Jaycee Fuller sentenced to 25 years in prison for cabbie killing | Pierce County Prosecutor

Today Jaycee Fuller, 37, was sentenced to 25 years in prison for killing cab driver Mohamud Ahmed. In November, a jury convicted Fuller of murder in the first degree.

Today Jaycee Fuller, 37, was sentenced to 25 years in prison for killing cab driver Mohamud Ahmed. In November, a jury convicted Fuller of murder in the first degree.

Prosecutor Mark Lindquist and Deputy Prosecutor Erika Nohavec tried the case, arguing to the jury that Fuller was motivated by financial desperation and his anger toward immigrants.  On March 8, 2009, Fuller attempted to rob Ahmed and killed him by slitting his throat and stabbing him in the liver.

Ahmed was a refugee from Somalia who came to the United States in search of a better life. In the early morning hours of March 8, 2009, he picked up his last fare, Fuller. Police later found Ahmed dead outside of his cab with the meter still running. At the murder scene, police found a Keg restaurant cap. Ahmed’s blood was outside the cap, and the defendant’s DNA was inside the cap.
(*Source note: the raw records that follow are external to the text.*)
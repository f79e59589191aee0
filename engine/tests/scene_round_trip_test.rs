//! Scene documents survive a save and load

use glam::{Quat, Vec2, Vec3};
use ignite_engine::core::entity::{EntityType, IdComponent, Script, Transform};
use ignite_engine::physics::{BodyType2D, BoxCollider2D, Rigidbody2D};
use ignite_engine::prelude::{PhysicsConfig, Scene};
use tempfile::TempDir;

#[test]
fn test_two_level_hierarchy_round_trip() {
    let dir = TempDir::new().unwrap();
    let path = dir.path().join("Scenes").join("RoundTrip.ixscene");

    let mut scene = Scene::new("RoundTrip");
    let root = scene.create_entity("Platform", EntityType::Node);
    let child = scene.create_entity("Crate", EntityType::Mesh);
    let other_root = scene.create_entity("Camera", EntityType::Camera);
    assert!(scene.add_child(root, child));

    *scene.get_component_mut::<Transform>(root).unwrap() = Transform::from_local(
        Vec3::new(1.5, -2.0, 0.25),
        Quat::from_rotation_z(0.3),
        Vec3::new(2.0, 1.0, 1.0),
    );
    scene
        .get_component_mut::<Transform>(child)
        .unwrap()
        .set_local_translation(Vec3::new(0.0, 1.0, 0.0));
    scene
        .add_component(
            child,
            Rigidbody2D {
                body_type: BodyType2D::Dynamic,
                gravity_scale: 0.5,
                linear_velocity: Vec2::new(3.0, -1.0),
                fixed_rotation: true,
                ..Default::default()
            },
        )
        .unwrap();
    scene
        .add_component(
            child,
            BoxCollider2D {
                size: Vec2::new(0.25, 0.75),
                is_sensor: true,
                ..Default::default()
            },
        )
        .unwrap();
    scene
        .add_component(
            other_root,
            Script {
                class_name: "CameraController".to_string(),
            },
        )
        .unwrap();
    scene.update_transforms();

    let root_uuid = scene.uuid_of(root).unwrap();
    let child_uuid = scene.uuid_of(child).unwrap();
    scene.save(&path).unwrap();
    assert!(!scene.is_dirty());

    let loaded = Scene::load(&path, PhysicsConfig::default()).unwrap();
    assert_eq!(loaded.name(), "RoundTrip");
    assert_eq!(loaded.entity_count(), scene.entity_count());

    let loaded_root = loaded.get_entity(root_uuid).unwrap();
    let loaded_child = loaded.get_entity(child_uuid).unwrap();
    let child_id = loaded.world().get::<IdComponent>(loaded_child).ok().unwrap();
    assert_eq!(child_id.parent, root_uuid);
    assert_eq!(child_id.entity_type, EntityType::Mesh);
    assert_eq!(
        loaded.world().get::<IdComponent>(loaded_root).ok().unwrap().children,
        vec![child_uuid]
    );

    let original = scene.get_component::<Transform>(child).unwrap();
    let restored = loaded.get_component::<Transform>(loaded_child).unwrap();
    assert!(restored
        .local_translation
        .abs_diff_eq(original.local_translation, 1e-5));
    assert!(restored.translation.abs_diff_eq(original.translation, 1e-4));
    assert!(restored.rotation.abs_diff_eq(original.rotation, 1e-4));
    assert!(restored.scale.abs_diff_eq(original.scale, 1e-4));

    let body = loaded.get_component::<Rigidbody2D>(loaded_child).unwrap();
    assert_eq!(body.body_type, BodyType2D::Dynamic);
    assert!((body.gravity_scale - 0.5).abs() < 1e-6);
    assert_eq!(body.linear_velocity, Vec2::new(3.0, -1.0));
    assert!(body.fixed_rotation);
    assert!(body.runtime_body.is_none());

    let collider = loaded.get_component::<BoxCollider2D>(loaded_child).unwrap();
    assert_eq!(collider.size, Vec2::new(0.25, 0.75));
    assert!(collider.is_sensor);

    let camera = loaded.get_entity(scene.uuid_of(other_root).unwrap()).unwrap();
    assert_eq!(
        loaded.get_component::<Script>(camera).unwrap().class_name,
        "CameraController"
    );
}

#[test]
fn test_loaded_scene_simulates() {
    let dir = TempDir::new().unwrap();
    let path = dir.path().join("Falling.ixscene");

    let mut scene = Scene::new("Falling");
    let body = scene.create_entity("Body", EntityType::Node);
    scene.add_component(body, Rigidbody2D::dynamic()).unwrap();
    scene.add_component(body, BoxCollider2D::default()).unwrap();
    let uuid = scene.uuid_of(body).unwrap();
    scene.save(&path).unwrap();

    let mut loaded = Scene::load(&path, PhysicsConfig::default()).unwrap();
    loaded.on_runtime_start();
    for _ in 0..20 {
        loaded.on_update_runtime(1.0 / 60.0);
    }
    let entity = loaded.get_entity(uuid).unwrap();
    assert!(loaded.get_component::<Transform>(entity).unwrap().translation.y < 0.0);
}
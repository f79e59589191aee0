//! Asset identities and the extension table

use crate::core::uuid::Uuid;
use serde::{Deserialize, Serialize};
use std::fmt;
use std::path::{Path, PathBuf};

/// Handles are plain UUIDs; `Uuid::NIL` means "no asset"
pub type AssetHandle = Uuid;

#[derive(Debug, Clone, Copy, PartialEq, Eq, Hash, Default, Serialize, Deserialize)]
pub enum AssetType {
    #[default]
    Invalid,
    Audio,
    Model,
    Project,
    Texture,
    TextureCube,
    SkeletalAnimation,
    Anim2D,
    Skeleton,
    MeshSource,
    Mesh,
    Scene,
}

const EXTENSIONS: &[(&str, AssetType)] = &[
    ("ixproj", AssetType::Project),
    ("ixscene", AssetType::Scene),
    ("png", AssetType::Texture),
    ("jpg", AssetType::Texture),
    ("jpeg", AssetType::Texture),
    ("hdr", AssetType::TextureCube),
    ("mp3", AssetType::Audio),
    ("flac", AssetType::Audio),
    ("wav", AssetType::Audio),
    ("fbx", AssetType::MeshSource),
    ("glb", AssetType::MeshSource),
    ("gltf", AssetType::MeshSource),
    ("obj", AssetType::MeshSource),
];

impl AssetType {
    /// Look up an extension, with or without the leading dot
    pub fn from_extension(extension: &str) -> AssetType {
        let extension = extension.trim_start_matches('.');
        EXTENSIONS
            .iter()
            .find(|(ext, _)| ext.eq_ignore_ascii_case(extension))
            .map(|(_, asset_type)| *asset_type)
            .unwrap_or(AssetType::Invalid)
    }

    pub fn from_path(path: &Path) -> AssetType {
        path.extension()
            .and_then(|ext| ext.to_str())
            .map(AssetType::from_extension)
            .unwrap_or(AssetType::Invalid)
    }

    pub fn as_str(self) -> &'static str {
        match self {
            AssetType::Invalid => "Invalid",
            AssetType::Audio => "Audio",
            AssetType::Model => "Model",
            AssetType::Project => "Project",
            AssetType::Texture => "Texture",
            AssetType::TextureCube => "TextureCube",
            AssetType::SkeletalAnimation => "SkeletalAnimation",
            AssetType::Anim2D => "Anim2D",
            AssetType::Skeleton => "Skeleton",
            AssetType::MeshSource => "MeshSource",
            AssetType::Mesh => "Mesh",
            AssetType::Scene => "Scene",
        }
    }

    pub fn is_valid(self) -> bool {
        self != AssetType::Invalid
    }
}

impl fmt::Display for AssetType {
    fn fmt(&self, f: &mut fmt::Formatter<'_>) -> fmt::Result {
        f.write_str(self.as_str())
    }
}

/// Registry entry; `filepath` is relative to the asset root
#[derive(Debug, Clone, PartialEq, Eq)]
pub struct AssetMetaData {
    pub asset_type: AssetType,
    pub filepath: PathBuf,
}

impl AssetMetaData {
    pub fn is_valid(&self) -> bool {
        self.asset_type.is_valid()
    }
}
The Keg cap with the defendant’s DNA was the linchpin in a multifaceted case presented by prosecutors, which relied on more than 30 witnesses, video evidence, GPS readings, and DNA.
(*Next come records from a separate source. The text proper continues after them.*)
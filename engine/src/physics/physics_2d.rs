//! 2D physics bridge backed by rapier2d

use super::components::{BodyType2D, BoxCollider2D, Rigidbody2D};
use super::handle::{EpochCounter, EpochHandle};
use crate::config::{ColliderResizePolicy, PhysicsConfig};
use crate::core::entity::{Entity, IdComponent, Transform, World};
use glam::{EulerRot, Quat, Vec2, Vec3};
use rapier2d::prelude::*;
use tracing::{debug, info, trace, warn};

/// Smallest half extent handed to the physics engine
pub const MIN_HALF_EXTENT: f32 = 1.0e-3;

/// Scaled, strictly positive half extents for a box collider
pub fn scaled_half_extents(size: Vec2, scale: Vec2) -> Vec2 {
    (size * scale).abs().max(Vec2::splat(MIN_HALF_EXTENT))
}

/// Rapier structures for one live 2D simulation
pub struct PhysicsWorld2D {
    epoch: u64,
    pub rigid_body_set: RigidBodySet,
    pub collider_set: ColliderSet,
    pub integration_parameters: IntegrationParameters,
    physics_pipeline: PhysicsPipeline,
    island_manager: IslandManager,
    broad_phase: BroadPhase,
    narrow_phase: NarrowPhase,
    impulse_joint_set: ImpulseJointSet,
    multibody_joint_set: MultibodyJointSet,
    ccd_solver: CCDSolver,
    pub gravity: Vector<Real>,
}

impl PhysicsWorld2D {
    fn new(epoch: u64, gravity: Vec2) -> Self {
        Self {
            epoch,
            rigid_body_set: RigidBodySet::new(),
            collider_set: ColliderSet::new(),
            integration_parameters: IntegrationParameters::default(),
            physics_pipeline: PhysicsPipeline::new(),
            island_manager: IslandManager::new(),
            broad_phase: BroadPhase::new(),
            narrow_phase: NarrowPhase::new(),
            impulse_joint_set: ImpulseJointSet::new(),
            multibody_joint_set: MultibodyJointSet::new(),
            ccd_solver: CCDSolver::new(),
            gravity: vector![gravity.x, gravity.y],
        }
    }

    fn step(&mut self, dt: f32) {
        self.integration_parameters.dt = dt;
        self.physics_pipeline.step(
            &self.gravity,
            &self.integration_parameters,
            &mut self.island_manager,
            &mut self.broad_phase,
            &mut self.narrow_phase,
            &mut self.rigid_body_set,
            &mut self.collider_set,
            &mut self.impulse_joint_set,
            &mut self.multibody_joint_set,
            &mut self.ccd_solver,
            None,
            &(),
            &(),
        );
    }

    fn remove_body(&mut self, handle: RigidBodyHandle) -> bool {
        self.rigid_body_set
            .remove(
                handle,
                &mut self.island_manager,
                &mut self.collider_set,
                &mut self.impulse_joint_set,
                &mut self.multibody_joint_set,
                true,
            )
            .is_some()
    }
}

/// Keeps `Rigidbody2D`/`BoxCollider2D` entities in lockstep with a rapier2d world
pub struct Physics2D {
    config: PhysicsConfig,
    epochs: EpochCounter,
    world: Option<PhysicsWorld2D>,
}

impl Physics2D {
    pub fn new(config: PhysicsConfig) -> Self {
        Self {
            config,
            epochs: EpochCounter::default(),
            world: None,
        }
    }

    pub fn is_running(&self) -> bool {
        self.world.is_some()
    }

    /// Epoch of the live world, `None` when not simulating
    pub fn live_epoch(&self) -> Option<u64> {
        self.world.as_ref().map(|world| world.epoch)
    }

    pub fn physics_world(&self) -> Option<&PhysicsWorld2D> {
        self.world.as_ref()
    }

    pub fn body_count(&self) -> usize {
        self.world
            .as_ref()
            .map_or(0, |world| world.rigid_body_set.len())
    }

    pub fn collider_count(&self) -> usize {
        self.world
            .as_ref()
            .map_or(0, |world| world.collider_set.len())
    }

    /// Create the physics world and a body for every `Rigidbody2D` entity
    pub fn simulation_start(&mut self, world: &mut World) {
        if self.is_running() {
            warn!("2D simulation already running, restarting");
            self.simulation_stop(world);
        }

        let epoch = self.epochs.advance();
        self.world = Some(PhysicsWorld2D::new(epoch, self.config.gravity_2d));

        let entities = world.entities_with::<Rigidbody2D>();
        for &entity in &entities {
            self.create_body(world, entity);
        }

        info!(
            epoch = epoch,
            bodies = self.body_count(),
            colliders = self.collider_count(),
            "2D simulation started"
        );
    }

    /// Destroy every body and tear down the world
    pub fn simulation_stop(&mut self, world: &mut World) {
        if !self.is_running() {
            return;
        }

        for entity in world.entities_with::<Rigidbody2D>() {
            self.destroy_body(world, entity);
        }
        self.world = None;
        info!(epoch = self.epochs.current(), "2D simulation stopped");
    }

    /// Advance the world by `delta_time` and write body poses back into transforms
    pub fn simulate(&mut self, world: &mut World, delta_time: f32) {
        let Some(physics) = self.world.as_mut() else {
            return;
        };
        if delta_time <= 0.0 {
            return;
        }
        let epoch = Some(physics.epoch);

        for (_, (transform, collider)) in world.query_mut::<(&Transform, &mut BoxCollider2D)>() {
            let Some(handle) = collider.runtime_shape.and_then(|h| h.resolve(epoch)) else {
                continue;
            };
            let Some(shape) = physics.collider_set.get_mut(handle) else {
                continue;
            };

            shape.set_friction(collider.friction);
            shape.set_density(collider.density);
            shape.set_restitution(collider.restitution);

            let size = scaled_half_extents(collider.size, transform.scale.truncate());
            let resize = match self.config.collider_resize {
                ColliderResizePolicy::EveryStep => true,
                ColliderResizePolicy::OnScaleChange => size != collider.current_size,
            };
            if resize {
                shape.set_shape(SharedShape::cuboid(size.x, size.y));
                collider.current_size = size;
            }
        }

        let sub_steps = self.config.sub_steps_2d.max(1);
        let dt = delta_time / sub_steps as f32;
        for _ in 0..sub_steps {
            physics.step(dt);
        }

        // Bodies live in world space; parented entities get their pose
        // re-expressed relative to the parent
        let parents = super::parent_inverses::<Rigidbody2D>(world);
        for (_, (id, transform, rb)) in
            world.query_mut::<(&IdComponent, &mut Transform, &Rigidbody2D)>()
        {
            let Some(handle) = rb.runtime_body.and_then(|h| h.resolve(epoch)) else {
                continue;
            };
            let Some(body) = physics.rigid_body_set.get_mut(handle) else {
                continue;
            };
            body.reset_forces(false);

            let position = body.translation();
            let rotation = Quat::from_rotation_z(body.rotation().angle());

            match parents.get(&id.parent) {
                Some(inverse) => {
                    let world_position = Vec3::new(position.x, position.y, transform.translation.z);
                    let (local_translation, local_rotation) =
                        super::pose_to_local(Some(inverse), world_position, rotation);
                    transform.local_translation = local_translation;
                    transform.local_rotation = local_rotation;
                }
                None => {
                    transform.local_translation.x = position.x;
                    transform.local_translation.y = position.y;
                    transform.local_rotation = rotation;
                }
            }
            transform.translation.x = position.x;
            transform.translation.y = position.y;
            transform.rotation = rotation;
            transform.dirty = true;
        }

        trace!(sub_steps = sub_steps, dt = dt, "2D physics stepped");
    }

    /// Create a body for an entity spawned while the simulation is running
    pub fn instantiate(&mut self, world: &mut World, entity: Entity) -> bool {
        let live = self.live_epoch();
        if live.is_none() {
            return false;
        }

        let has_live_body = match world.get::<Rigidbody2D>(entity) {
            Ok(rb) => rb.runtime_body.and_then(|h| h.resolve(live)).is_some(),
            Err(_) => return false,
        };
        if has_live_body {
            debug!(entity = ?entity, "Entity already has a live 2D body");
            return false;
        }

        self.create_body(world, entity)
    }

    /// Release the body of one entity.
    ///
    /// The stored handle is cleared unconditionally, but the physics world is
    /// only touched when the handle belongs to the live world.
    pub fn destroy_body(&mut self, world: &mut World, entity: Entity) -> bool {
        let body = world
            .get_mut::<Rigidbody2D>(entity)
            .ok()
            .and_then(|mut rb| rb.runtime_body.take());
        if let Ok(mut collider) = world.get_mut::<BoxCollider2D>(entity) {
            collider.runtime_shape = None;
            collider.current_size = Vec2::ZERO;
        }

        let Some(body) = body else {
            return false;
        };
        let Some(raw) = body.resolve(self.live_epoch()) else {
            debug!(entity = ?entity, epoch = body.epoch, "Ignoring stale 2D body handle");
            return false;
        };
        let Some(physics) = self.world.as_mut() else {
            return false;
        };

        let removed = physics.remove_body(raw);
        debug!(entity = ?entity, removed = removed, "Destroyed 2D body");
        removed
    }

    /// Apply a force at a world point; it acts for the next simulated frame only
    pub fn apply_force(
        &mut self,
        world: &World,
        entity: Entity,
        force: Vec2,
        point: Vec2,
        wake: bool,
    ) -> bool {
        let live = self.live_epoch();
        let Some(raw) = world
            .get::<Rigidbody2D>(entity)
            .ok()
            .and_then(|rb| rb.runtime_body)
            .and_then(|h| h.resolve(live))
        else {
            return false;
        };

        match self
            .world
            .as_mut()
            .and_then(|physics| physics.rigid_body_set.get_mut(raw))
        {
            Some(body) => {
                body.add_force_at_point(vector![force.x, force.y], point![point.x, point.y], wake);
                true
            }
            None => false,
        }
    }

    fn create_body(&mut self, world: &mut World, entity: Entity) -> bool {
        let Some(physics) = self.world.as_mut() else {
            return false;
        };

        let (settings, transform, user_data) = {
            let Ok(rb) = world.get::<Rigidbody2D>(entity) else {
                return false;
            };
            let transform = world
                .get::<Transform>(entity)
                .map(|t| *t)
                .unwrap_or_default();
            let user_data = world
                .get::<IdComponent>(entity)
                .map(|id| u128::from(id.uuid.raw()))
                .unwrap_or_default();
            ((*rb).clone(), transform, user_data)
        };

        let (_, _, angle) = transform.rotation.to_euler(EulerRot::XYZ);
        let mut builder = RigidBodyBuilder::new(body_type(settings.body_type))
            .translation(vector![transform.translation.x, transform.translation.y])
            .rotation(angle)
            .linvel(vector![
                settings.linear_velocity.x,
                settings.linear_velocity.y
            ])
            .angvel(settings.angular_velocity)
            .gravity_scale(settings.gravity_scale)
            .linear_damping(settings.linear_damping)
            .angular_damping(settings.angular_damping)
            .can_sleep(settings.enable_sleep)
            .sleeping(!settings.is_awake)
            .enabled(settings.is_enabled)
            .user_data(user_data);
        if settings.fixed_rotation {
            builder = builder.lock_rotations();
        }

        let body_handle = physics.rigid_body_set.insert(builder.build());
        let epoch = physics.epoch;

        if let Ok(mut rb) = world.get_mut::<Rigidbody2D>(entity) {
            rb.runtime_body = Some(EpochHandle::new(epoch, body_handle));
        }

        if let Ok(mut collider) = world.get_mut::<BoxCollider2D>(entity) {
            let size = scaled_half_extents(collider.size, transform.scale.truncate());
            let shape = ColliderBuilder::cuboid(size.x, size.y)
                .translation(vector![collider.offset.x, collider.offset.y])
                .density(collider.density)
                .friction(collider.friction)
                .restitution(collider.restitution)
                .sensor(collider.is_sensor)
                .user_data(user_data)
                .build();
            let shape_handle = physics.collider_set.insert_with_parent(
                shape,
                body_handle,
                &mut physics.rigid_body_set,
            );
            collider.runtime_shape = Some(EpochHandle::new(epoch, shape_handle));
            collider.current_size = size;
        }

        debug!(entity = ?entity, epoch = epoch, "Created 2D body");
        true
    }
}

impl Default for Physics2D {
    fn default() -> Self {
        Self::new(PhysicsConfig::default())
    }
}

fn body_type(body_type: BodyType2D) -> RigidBodyType {
    match body_type {
        BodyType2D::Static => RigidBodyType::Fixed,
        BodyType2D::Dynamic => RigidBodyType::Dynamic,
        BodyType2D::Kinematic => RigidBodyType::KinematicVelocityBased,
    }
}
The defendant testified, denying the killing and professing revulsion at the sight of blood. In closing argument, the defendant, representing himself, spoke for nearly four hours. He argued that the evidence was circumstantial, the evidence pointing to him was coincidental or false, and people were out to get him.

In a 20 minute rebuttal, Prosecutor Lindquist called this “the unluckiest man alive” defense. The jury deliberated for approximately an hour before convicting the defendant of premeditated murder in the first degree.

At sentencing, Mr. Ahmed’s uncle spoke about the irony of his nephew escaping the violence of Somalia only to be murdered in his new country. He said Mr. Ahmed’s family and friends were now relying on the United States legal system for justice.

Prosecutor Lindquist, arguing for a high end sentence of nearly 30 years, said, “This was a savage, up-close crime.” The defendant, arguing for low end, referred to himself as the real “victim.” Judge Culpepper, who presided over the trial, imposed a mid-range sentence of 25 years.